Corsair Force MP510 240GB NVMe SSD Ubuntu Linux Benchmarks
Last week Corsair announced the Force Series MP510 M.2 PCIe NVMe solid-state drives as the company's fastest SSDs to date. While being Corsair's latest and fastest NVMe SSDs, the pricing is competitive with the 240GB model starting out at $70 USD, 480GB for $130 USD, $239 for 960GB, or $475 for a 1920GB version.
Given a number of Phoronix readers asking about MP510 Linux benchmarks (including some premium supporters), I ended up buying a MP510 240GB solid-state drive for carrying out some Linux tests as Corsair hadn't supplied any review samples for Linux benchmarking.

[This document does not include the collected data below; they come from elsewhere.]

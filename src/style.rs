//! Citation styles.
//!
//! A single [`Style`] enumeration covers the supported styles. Each style maps
//! to two templates: a full reference and a short in-text citation.

use std::fmt;
use std::str::FromStr;
use thiserror::Error;

/// Errors that can occur when resolving a style.
#[derive(Error, Debug, Clone, PartialEq, Eq)]
pub enum StyleError {
    #[error("Style '{0}' not supported.")]
    Unsupported(String),
}

/// Which of the two template tables to consult.
#[derive(Debug, Clone, Copy, PartialEq, Eq)]
pub enum CitationKind {
    /// Full formatted reference, as in a reference list.
    Reference,
    /// Short in-text citation such as `(Doe, 2021)`.
    InText,
}

/// A supported citation style.
#[derive(Debug, Clone, Copy, PartialEq, Eq, Hash)]
pub enum Style {
    Harvard,
    Apa,
    Mla,
    Chicago,
    Vancouver,
    Ieee,
}

/// Single source of truth for builtin styles: (style, name, reference, in-text).
const BUILTIN_STYLES: &[(Style, &str, &str, &str)] = &[
    (
        Style::Harvard,
        "harvard",
        "{author} ({year}). {title}. {journal}, {publisher}.",
        "({author}, {year})",
    ),
    (
        Style::Apa,
        "apa",
        "{author} ({year}). {title}. {journal}. {publisher}.",
        "({author}, {year})",
    ),
    (
        Style::Mla,
        "mla",
        "{author}. \"{title}.\" {journal}, {year}, {publisher}.",
        "({author} {year})",
    ),
    (
        Style::Chicago,
        "chicago",
        "{author}. {title}. {journal}. {publisher}, {year}.",
        "({author} {year})",
    ),
    (
        Style::Vancouver,
        "vancouver",
        "{author}. {title}. {journal}. {year}; {publisher}.",
        "[{author} {year}]",
    ),
    (
        Style::Ieee,
        "ieee",
        "{author}, \"{title},\" {journal}, {publisher}, {year}.",
        "[{author}, {year}]",
    ),
];

impl Style {
    /// Every supported style, in listing order.
    pub const ALL: [Style; 6] = [
        Style::Harvard,
        Style::Apa,
        Style::Mla,
        Style::Chicago,
        Style::Vancouver,
        Style::Ieee,
    ];

    // BUILTIN_STYLES is laid out in declaration order of the variants.
    fn entry(self) -> &'static (Style, &'static str, &'static str, &'static str) {
        &BUILTIN_STYLES[self as usize]
    }

    /// The lowercase name used on the command line.
    pub fn name(self) -> &'static str {
        self.entry().1
    }

    /// Returns the template for this style in the requested table.
    pub fn template(self, kind: CitationKind) -> &'static str {
        let &(_, _, reference, in_text) = self.entry();
        match kind {
            CitationKind::Reference => reference,
            CitationKind::InText => in_text,
        }
    }
}

impl FromStr for Style {
    type Err = StyleError;

    fn from_str(name: &str) -> Result<Self, Self::Err> {
        BUILTIN_STYLES
            .iter()
            .find(|(_, n, ..)| *n == name)
            .map(|(style, ..)| *style)
            .ok_or_else(|| StyleError::Unsupported(name.to_string()))
    }
}

impl fmt::Display for Style {
    fn fmt(&self, f: &mut fmt::Formatter<'_>) -> fmt::Result {
        f.write_str(self.name())
    }
}

/// Returns the list of available builtin style names.
pub fn builtin_style_names() -> Vec<&'static str> {
    BUILTIN_STYLES.iter().map(|(_, n, ..)| *n).collect()
}
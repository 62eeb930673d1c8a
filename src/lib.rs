//! refm: a personal reference manager.
//!
//! This library provides functionality to:
//! - Store bibliographic records in named repositories backed by one JSON file
//! - Populate records from a DOI through the Crossref API
//! - Export repositories as reference lists or short in-text citations

pub mod export;
pub mod fetch;
pub mod record;
pub mod store;
pub mod style;
pub mod template;

pub use export::{export, render_repository, ExportError, ExportSummary};
pub use fetch::{record_from_work, CrossrefClient, FetchError, MetadataProvider};
pub use record::Record;
pub use store::{default_store_path, Store, StoreError};
pub use style::{builtin_style_names, CitationKind, Style, StyleError};
pub use template::{render, RenderError};
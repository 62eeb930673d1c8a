//! CLI for refm - collect papers by DOI and export formatted citations.

use std::fmt;
use std::io;
use std::path::{Path, PathBuf};
use std::process;

use clap::{ArgAction, Parser, Subcommand};
use tracing::debug;
use tracing_subscriber::EnvFilter;

use refm::{
    builtin_style_names, default_store_path, export, fetch::DEFAULT_BASE_URL, CitationKind,
    CrossrefClient, ExportError, MetadataProvider, Store, StoreError,
};

// ---------------------------------------------------------------------------
// CLI definition
// ---------------------------------------------------------------------------

/// Personal reference manager: collect papers by DOI, export citations
#[derive(Parser)]
#[command(name = "refm")]
#[command(version)]
#[command(after_help = "\
Examples:
  refm create-repository phd
  refm add-paper 10.1038/nature14539 phd
  refm export phd apa references.txt
  refm export-short phd ieee citations.txt
  refm styles")]
struct Cli {
    #[command(subcommand)]
    command: Commands,

    /// Store file (default: $XDG_DATA_HOME/refm/refm_db.json)
    #[arg(long, global = true, env = "REFM_STORE")]
    store: Option<PathBuf>,

    /// Base URL of the Crossref API
    #[arg(long, global = true, env = "REFM_CROSSREF_URL", default_value = DEFAULT_BASE_URL)]
    crossref_url: String,

    /// Increase log verbosity (-v, -vv, -vvv); REFM_LOG overrides
    #[arg(short, long, global = true, action = ArgAction::Count)]
    verbose: u8,
}

#[derive(Subcommand)]
enum Commands {
    /// Create an empty repository
    #[command(visible_alias = "makr")]
    CreateRepository {
        /// Repository name
        repo: String,
    },

    /// Look up a DOI and append the paper to a repository
    #[command(visible_alias = "add")]
    AddPaper {
        /// DOI of the paper (e.g. 10.1038/nature14539)
        doi: String,

        /// Repository name
        repo: String,
    },

    /// Write the repository as a formatted reference list
    #[command(after_help = "Styles: harvard, apa, mla, chicago, vancouver, ieee")]
    Export {
        /// Repository name
        repo: String,

        /// Citation style
        style: String,

        /// Output file (overwritten)
        out: PathBuf,
    },

    /// Write short in-text citations for the repository
    #[command(visible_alias = "shortc")]
    #[command(after_help = "Styles: harvard, apa, mla, chicago, vancouver, ieee")]
    ExportShort {
        /// Repository name
        repo: String,

        /// Citation style
        style: String,

        /// Output file (overwritten)
        out: PathBuf,
    },

    /// List repositories and their paper counts
    List,

    /// List supported citation styles
    Styles,
}

// ---------------------------------------------------------------------------
// AppError - semantic exit codes
// ---------------------------------------------------------------------------

enum AppError {
    /// Exit 10 - store unreadable, corrupt, or not writable
    Store(String),
    /// Exit 11 - cannot write export file
    OutputFile(String),
    /// Exit 12 - template references an unknown field
    Render(String),
    /// Exit 13 - HTTP client could not be initialized
    Network(String),
}

impl AppError {
    fn exit_code(&self) -> i32 {
        match self {
            AppError::Store(_) => 10,
            AppError::OutputFile(_) => 11,
            AppError::Render(_) => 12,
            AppError::Network(_) => 13,
        }
    }
}

impl fmt::Display for AppError {
    fn fmt(&self, f: &mut fmt::Formatter<'_>) -> fmt::Result {
        match self {
            AppError::Store(msg) => {
                write!(
                    f,
                    "{}\n  hint: fix or move the store file, or pass --store to use another one",
                    msg
                )
            }
            AppError::OutputFile(msg) => {
                write!(
                    f,
                    "{}\n  hint: check that the output directory exists and is writable",
                    msg
                )
            }
            AppError::Render(msg) => write!(f, "{}", msg),
            AppError::Network(msg) => {
                write!(f, "{}\n  hint: check TLS and proxy settings", msg)
            }
        }
    }
}

fn store_error(e: StoreError) -> AppError {
    AppError::Store(e.to_string())
}

// ---------------------------------------------------------------------------
// Entry point
// ---------------------------------------------------------------------------

fn main() {
    if let Err(e) = run() {
        eprintln!("Error: {}", e);
        process::exit(e.exit_code());
    }
}

fn run() -> Result<(), AppError> {
    let cli = Cli::parse();
    init_logging(cli.verbose);

    if let Commands::Styles = cli.command {
        styles_command();
        return Ok(());
    }

    let store_path = match cli.store {
        Some(path) => path,
        None => default_store_path().map_err(store_error)?,
    };
    debug!("using store {}", store_path.display());
    let mut store = Store::load(store_path).map_err(store_error)?;

    match cli.command {
        Commands::CreateRepository { repo } => create_repository_command(&mut store, &repo)?,
        Commands::AddPaper { doi, repo } => {
            let client = CrossrefClient::with_base_url(cli.crossref_url)
                .map_err(|e| AppError::Network(e.to_string()))?;
            add_paper_command(&mut store, &client, &doi, &repo)?;
        }
        Commands::Export { repo, style, out } => {
            export_command(&store, &repo, &style, &out, CitationKind::Reference)?
        }
        Commands::ExportShort { repo, style, out } => {
            export_command(&store, &repo, &style, &out, CitationKind::InText)?
        }
        Commands::List => list_command(&store),
        Commands::Styles => styles_command(),
    }

    Ok(())
}

/// Sends diagnostics to stderr; stdout is reserved for user messages.
fn init_logging(verbose: u8) {
    let level = match verbose {
        0 => "error",
        1 => "warn",
        2 => "info",
        _ => "debug",
    };
    let filter = EnvFilter::try_from_env("REFM_LOG")
        .unwrap_or_else(|_| EnvFilter::new(format!("refm={}", level)));

    tracing_subscriber::fmt()
        .with_env_filter(filter)
        .with_writer(io::stderr)
        .with_target(false)
        .without_time()
        .init();
}

// ---------------------------------------------------------------------------
// Commands
// ---------------------------------------------------------------------------

/// Prints the outcome of a store mutation; user errors are not fatal.
fn report_store(result: Result<(), StoreError>, success: String) -> Result<(), AppError> {
    match result {
        Ok(()) => {
            println!("{}", success);
            Ok(())
        }
        Err(e) if e.is_user_error() => {
            println!("{}", e);
            Ok(())
        }
        Err(e) => Err(store_error(e)),
    }
}

fn create_repository_command(store: &mut Store, repo: &str) -> Result<(), AppError> {
    report_store(
        store.create_repository(repo),
        format!("Repository '{}' created.", repo),
    )
}

/// Fetch metadata for a DOI and append it to a repository.
fn add_paper_command(
    store: &mut Store,
    provider: &dyn MetadataProvider,
    doi: &str,
    repo: &str,
) -> Result<(), AppError> {
    // Checked first so a missing repository costs no network call
    if !store.contains(repo) {
        println!("{}", StoreError::RepositoryNotFound(repo.to_string()));
        return Ok(());
    }

    let record = match provider.fetch(doi) {
        Ok(record) => record,
        Err(e) => {
            println!("Error: {}", e);
            return Ok(());
        }
    };

    report_store(
        store.append_record(repo, record),
        format!("Paper added to '{}'.", repo),
    )
}

fn export_command(
    store: &Store,
    repo: &str,
    style: &str,
    out: &Path,
    kind: CitationKind,
) -> Result<(), AppError> {
    match export(store, repo, style, kind, out) {
        Ok(summary) => println!("{}", summary),
        Err(e) if e.is_user_error() => println!("{}", e),
        Err(ExportError::Render(e)) => return Err(AppError::Render(e.to_string())),
        Err(e) => return Err(AppError::OutputFile(e.to_string())),
    }
    Ok(())
}

fn list_command(store: &Store) {
    let mut empty = true;
    for (name, records) in store.repositories() {
        empty = false;
        println!("{} ({} papers)", name, records.len());
    }
    if empty {
        println!("No repositories.");
    }
}

/// List supported citation styles.
fn styles_command() {
    for name in builtin_style_names() {
        println!("{}", name);
    }
}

The Corsair Force MP510 240GB model is rated for sequential reads up to 3100MB/s, sequential writes up to 1050MB/s, random writes up to 240K IOPS, and random reads up to 180k IOPS. The MP510 SSD relies upon 3D TLC NAND Toshiba memory and a Phison PS5012-E12 controller. The MP510 drive is rated for 400 TBW endurance, 1.8 million hours MTBF, and is backed by Corsair with a five-year warranty.
These fresh NVMe SSD benchmarks were done on Ubuntu 18.10 while using an EXT4 file-system and the stock Linux 4.18 kernel. Tests were done using a Ryzen 7 2700X system and the different solid-state drives benchmarked for this comparison included the following NVMe SSDs: Corsair Force MP500 120GB, Corsair Force MP500 240GB, Intel 600p 256GB, Intel 800p 128GB, Samsung 950 PRO 256GB, and Samsung 970 EVO 256GB. Some older SATA 3.0 SSDs were also freshly benchmarked for reference purposes on Ubuntu 18.10. Those SATA 3.0 SSDs included the Toshiba TR-150 120GB, Samsung 860 EVO 500GB, and Samsung 850 PRO 256GB.
All of these solid-state drive benchmarks were carried out via the Phoronix Test Suite. If you want to see how your own Linux storage performance compares to the benchmarks shown in this article, simply install the Phoronix Test Suite and then run phoronix-test-suite benchmark 1810208-SK-CORSAIR5106 for your own fully-automated, side-by-side benchmark comparison.